My girlfriend and I have been together for about a year, and I love her. We get along great, but I feel like I’m kinda running her life at this point. She never remembers to pay her bills, or take lunch with her, or do laundry, and I end up doing all this stuff for her. Not paying for her bills, just literally opening her mail and getting stuff organized. And she sometimes gets too drunk when we’re out together and I have to get her home safe. We don’t live together but I think she wants to move in together soon. I love her but I don’t think this is fair to me. What do I do?
Oh my, you are in a pickle. In my previous life in North Carolina, I worked with mainly children and their parents, and I became pretty well-versed in parenting skills. So let me impart some of them onto you now, because you have effectively become this girl’s daddy.
This guy Dreikurs had this fantastic theory for dealing with children who misbehave called Natural and Logical Consequences. The idea is that the natural consequences of maladaptive actions are way more memorable than whatever punishment (or rescuing) that you do. So if a kid refuses to wear a coat on a cold day, instead of forcing the kid to wear the coat, let them go out and be freezing. Then they’ll remember to wear a coat.
In your case, it’s like if a kid doesn’t want to do his homework and you do the homework for her every night. She isn’t learning, except she is learning that you’ll rescue her. In grown up language we call this enabling.
You are enabling your girlfriend’s ridiculously childlike lifestyle, and it has to stop. Now. Whether or not you love her, you are only harming her.

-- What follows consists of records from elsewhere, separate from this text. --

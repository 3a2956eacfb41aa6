//! droidsync CLI - sync a local audio library to an Android device
//!
//! Provides commands for:
//! - Scanning the LAN for devices with bridge networking enabled
//! - Connecting to a device over USB or Wi-Fi
//! - Syncing new tracks, clearing-and-syncing, and deleting device music
//! - Viewing and editing the persisted settings

use std::path::PathBuf;

use anyhow::Result;
use clap::{Parser, Subcommand};
use tracing_subscriber::EnvFilter;

mod commands;
mod output;

use commands::{
    config::ConfigCommand,
    connect::ConnectCommand,
    scan::ScanCommand,
    status::StatusCommand,
    sync::SyncCommand,
    wipe::{ClearSyncCommand, DeleteCommand},
};
use droidsync_core::settings::Settings;
use output::{Output, OutputFormat};

#[derive(Debug, Parser)]
#[command(
    name = "droidsync",
    version,
    about = "Keep a local audio library in sync with an Android device"
)]
pub struct Cli {
    /// Output in JSON format
    #[arg(long, global = true)]
    json: bool,

    /// Verbose output (can be repeated: -v, -vv, -vvv)
    #[arg(short, long, action = clap::ArgAction::Count, global = true)]
    verbose: u8,

    /// Use an alternate settings file
    #[arg(long, global = true)]
    settings: Option<PathBuf>,

    #[command(subcommand)]
    command: Commands,
}

#[derive(Debug, Subcommand)]
pub enum Commands {
    /// Scan the configured range for devices with bridge networking enabled
    Scan(ScanCommand),
    /// Connect to a device by address or serial, or replay stored endpoints
    Connect(ConnectCommand),
    /// Show the connected device, its IP and model
    Status(StatusCommand),
    /// Push local tracks missing from the device
    Sync(SyncCommand),
    /// Delete all device music, then sync everything
    ClearSync(ClearSyncCommand),
    /// Delete all music files from the device
    Delete(DeleteCommand),
    /// View and manage settings
    #[command(subcommand)]
    Config(ConfigCommand),
}

#[tokio::main]
async fn main() -> Result<()> {
    let cli = Cli::parse();

    // Setup tracing; formatter output is the primary surface, so tracing
    // stays quiet unless asked for.
    let filter = match cli.verbose {
        0 => "warn",
        1 => "info",
        2 => "debug",
        _ => "trace",
    };
    let env_filter = EnvFilter::try_from_default_env().unwrap_or_else(|_| EnvFilter::new(filter));

    tracing_subscriber::fmt()
        .with_env_filter(env_filter)
        .with_target(false)
        .with_writer(std::io::stderr)
        .init();

    let out = Output::new(if cli.json {
        OutputFormat::Json
    } else {
        OutputFormat::Human
    });

    let settings_path = cli.settings.unwrap_or_else(Settings::default_path);

    match cli.command {
        Commands::Scan(cmd) => cmd.execute(&out, &settings_path).await,
        Commands::Connect(cmd) => cmd.execute(&out, &settings_path).await,
        Commands::Status(cmd) => cmd.execute(&out).await,
        Commands::Sync(cmd) => cmd.execute(&out, &settings_path).await,
        Commands::ClearSync(cmd) => cmd.execute(&out, &settings_path).await,
        Commands::Delete(cmd) => cmd.execute(&out).await,
        Commands::Config(cmd) => cmd.execute(&out, &settings_path).await,
    }
}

Tell her, very kindly but very firmly, that you feel like your love for her is being compromised by the fact that you’ve started doing all these things for her. Blame yourself. (Gynomite says it’s always better to make it about your reaction rather than telling the other person what they’re doing wrong.) Say that you started doing it because you care about her, but you realize that it’s not fair to her.
Hopefully she will be understanding. She may get defensive and say that she’s an adult. That’s fine. It may make things weird for a bit. That’s fine. If she decides she doesn’t want to be with you anymore because of this, it may be for the best. But you don’t need to make any of those decisions. Here’s what you do.
You stop. Stop paying her bills. Stop doing her laundry. Let her fall on her face. Don’t leave her in a dangerous situation if she’s drunk, but let her miss her bill payments. Let her run out of clean clothes. This is not your job. You want to be someone’s lover, not their caretaker.
It will be painful, but it is necessary.
I would also think hard about being in a relationship with someone where you slide so easily into the parent role. Being with a person who needs you isn’t always unhealthy, but it can be easily. She didn’t force you to do her laundry, that is something you started doing, so in order for change to happen, you both will need to change. Not just her.